Skills-training procedures
Procedures can teach new skills and facilitate use of learned but unused skills. Acquired skills need to be strengthened and generalized across situations.
The individual therapist and skill trainers help the patient acquire skills by direct instruction, modelling, self-disclosing own behaviour, and particularly through role-play and behaviour rehearsal. Fledgling skills need to be strengthened by further in-session behaviour rehearsals and imagine practice as well as in vivo.
Contingency management procedures
The therapist tries to arrange for target-relevant adaptive behaviours to be reinforced, and for target-relevant maladaptive behaviours to be extinguished through lack of reinforcement or punishment.
The primary reinforce used is the relationship to the patient. For this, it must be highly valued by the patient.
It is helpful to discuss with the patient how reinforcement works regardless of intent or awareness, and that even unintended consequences still influence behaviour.
Reinforcement and punishment must be determined for each particular patient.
Punishment is used with great care in DBT, because it can lead to strong emotional reactions that interfere with learning, strengthen a self-invalidating style, and fail to teach specific adaptive behaviour. But, sometimes is it necessary.
Observing limits procedures
Contingency management procedures are applied in DBT to behaviours that interfere with the patient’s life and to those interfering with the therapist’s life. The DBT therapist must observe his or her own limits to prevent burnout.

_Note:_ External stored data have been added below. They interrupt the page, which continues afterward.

// ABOUTME: Logging configuration and structured logging setup for the stdio server
// ABOUTME: All log output goes to stderr because stdout carries MCP protocol frames
//
// SPDX-License-Identifier: MIT OR Apache-2.0
// Copyright (c) 2025 Pierre Fitness Intelligence

//! Structured logging configuration
//!
//! The subscriber always writes to stderr. Anything printed to stdout would
//! corrupt the JSON-RPC stream the MCP client is reading.

use std::env;
use std::io;

use anyhow::Result;
use serde_json::json;
use tracing::{info, warn};
use tracing_subscriber::{
    fmt::{self, format::FmtSpan},
    layer::SubscriberExt,
    util::SubscriberInitExt,
    EnvFilter,
};

use crate::config::Environment;
use crate::constants::service_names;

/// Logging configuration
#[derive(Debug, Clone)]
pub struct LoggingConfig {
    /// Log level (trace, debug, info, warn, error)
    pub level: String,
    /// Output format (json, pretty, compact)
    pub format: LogFormat,
    /// Include source file and line numbers
    pub include_location: bool,
    /// Include span enter/exit events
    pub include_spans: bool,
    /// Service name for structured logging
    pub service_name: String,
    /// Service version
    pub service_version: String,
    /// Environment (development, testing, production)
    pub environment: String,
}

/// Log output format options
#[derive(Debug, Clone, Copy, PartialEq, Eq)]
pub enum LogFormat {
    /// `JSON` format for production logging
    Json,
    /// Pretty format for development
    Pretty,
    /// Compact format for space-constrained environments
    Compact,
}

impl Default for LoggingConfig {
    fn default() -> Self {
        Self {
            level: "info".into(),
            format: LogFormat::Pretty,
            include_location: false,
            include_spans: false,
            service_name: service_names::MEAL_PLANNER_MCP_SERVER.into(),
            service_version: env!("CARGO_PKG_VERSION").to_owned(),
            environment: "development".into(),
        }
    }
}

impl LoggingConfig {
    /// Create logging configuration from environment variables
    #[must_use]
    pub fn from_env() -> Self {
        let level = env::var("RUST_LOG").unwrap_or_else(|_| "info".into());

        let format = match env::var("LOG_FORMAT").as_deref() {
            Ok("json") => LogFormat::Json,
            Ok("compact") => LogFormat::Compact,
            _ => LogFormat::Pretty,
        };

        let environment = env::var("ENVIRONMENT").unwrap_or_else(|_| "development".into());
        let is_production = Environment::from_str_or_default(&environment).is_production();

        Self {
            level,
            format,
            include_location: is_production || env::var("LOG_INCLUDE_LOCATION").is_ok(),
            include_spans: env::var("LOG_INCLUDE_SPANS").is_ok(),
            service_name: env::var("SERVICE_NAME")
                .unwrap_or_else(|_| service_names::MEAL_PLANNER_MCP_SERVER.into()),
            service_version: env!("CARGO_PKG_VERSION").to_owned(),
            environment,
        }
    }

    /// Initialize the global tracing subscriber
    ///
    /// # Errors
    ///
    /// Returns an error if a global subscriber is already installed
    pub fn init(&self) -> Result<()> {
        let env_filter = env::var("RUST_LOG")
            .map_or_else(|_| EnvFilter::new(&self.level), |directive| EnvFilter::new(&directive));

        let registry = tracing_subscriber::registry().with(env_filter);
        let span_events = if self.include_spans {
            FmtSpan::NEW | FmtSpan::CLOSE
        } else {
            FmtSpan::NONE
        };

        match self.format {
            LogFormat::Json => {
                let json_layer = fmt::layer()
                    .with_file(self.include_location)
                    .with_line_number(self.include_location)
                    .with_target(true)
                    .with_writer(io::stderr)
                    .with_span_events(span_events)
                    .json();

                registry.with(json_layer).try_init()?;
            }
            LogFormat::Pretty => {
                let pretty_layer = fmt::layer()
                    .with_file(self.include_location)
                    .with_line_number(self.include_location)
                    .with_target(true)
                    .with_ansi(false)
                    .with_writer(io::stderr)
                    .with_span_events(span_events);

                registry.with(pretty_layer).try_init()?;
            }
            LogFormat::Compact => {
                let compact_layer = fmt::layer()
                    .compact()
                    .with_file(false)
                    .with_line_number(false)
                    .with_target(false)
                    .with_ansi(false)
                    .with_writer(io::stderr)
                    .with_span_events(FmtSpan::NONE);

                registry.with(compact_layer).try_init()?;
            }
        }

        self.log_startup_info();

        Ok(())
    }

    /// Log structured startup information
    fn log_startup_info(&self) {
        info!(
            service.name = %self.service_name,
            service.version = %self.service_version,
            environment = %self.environment,
            log.level = %self.level,
            log.format = ?self.format,
            "Meal planner MCP server starting up"
        );

        let config_summary = json!({
            "service": {
                "name": self.service_name,
                "version": self.service_version,
                "environment": self.environment
            },
            "logging": {
                "level": self.level,
                "format": format!("{:?}", self.format),
                "features": {
                    "location": self.include_location,
                    "spans": self.include_spans
                }
            }
        });

        info!("Configuration loaded: {config_summary}");
    }
}

/// Initialize logging from environment
///
/// # Errors
///
/// Returns an error if logging initialization fails
pub fn init_from_env() -> Result<()> {
    LoggingConfig::from_env().init()
}

/// Application-specific logging utilities
pub struct AppLogger;

impl AppLogger {
    /// Log MCP tool calls
    pub fn log_mcp_tool_call(tool_name: &str, success: bool, duration_ms: u64) {
        info!(
            mcp.tool = %tool_name,
            mcp.success = %success,
            mcp.duration_ms = %duration_ms,
            "MCP tool call"
        );
    }

    /// Log menu store reads and writes
    pub fn log_store_operation(operation: &str, menu_id: Option<&str>, success: bool) {
        if success {
            info!(
                store.operation = %operation,
                store.menu_id = menu_id.unwrap_or("-"),
                store.success = %success,
                "Menu store operation"
            );
        } else {
            warn!(
                store.operation = %operation,
                store.menu_id = menu_id.unwrap_or("-"),
                store.success = %success,
                "Menu store operation"
            );
        }
    }
}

Cognitive modification procedures
In DBT, thoughts, beliefs, assumptions, and expectations are seen as a category of behaviours that influence, and are reciprocally influenced by, transactions with emotional processes, overt behaviour and environmental factors.
In DBT, standard cognitive therapy procedures are paired with an emphasis on first validating the wisdom in the patient’s cognitions.
The therapist stays alert for distortions of cognitive content and style. The therapist tries to help patients change these problems by 1) teaching self-observation through mindfulness practice and written assignments 2) identifying maladaptive cognitions and pointing to non-dialectical thinking 3) generating alternative, more adaptive cognitive content and style in session and for homework assignments 4) developing guidelines for when patients should trust their own interpretations 5) The patient should understand the contingencies that currently operate in life and how they influence behaviour.
Exposure procedures
The core of these treatments involves repeated exposure to anxiety-provoking stimuli or situations, while ensuring that the normal avoidance response does not occur. Most change strategies in DBT may be viewed as involving emotional exposure.
Stylistic strategies: reciprocal and irreverent communication
Reciprocal communication is the model stylistic strategy in DBT, used to convey acceptance and validation and to reduce the power differential. It requires the therapist to take the patient’s agenda and wishes seriously and respond directly to the content of communications. Therapists are enoucraged to use self-involving self-disclosures.
Case management strategies
Case management strategies include consultation to the patient, environmental intervention and consultation to the therapist.
Consultation to the patient
Therapists consult with patients about how to manage their social or professional networks. Consultation to the patient strategies begin by orienting the patient and the patient’s social network to the approach, advising and coaching the patient about how to manage other professionals and other members of their interpersonal networks.
Environmental intervention
Environmental intervention strategies include providing information to others independent of the patient, patient advocacy, and entering the patient’s environment to provide assistance. Direct environmental intervention by the therapist is approved only under conditions in which the short-term gain is worth the long-term loss in learning.
Problematic interactions in the therapeutic relationship are directly targeted for change In DBT.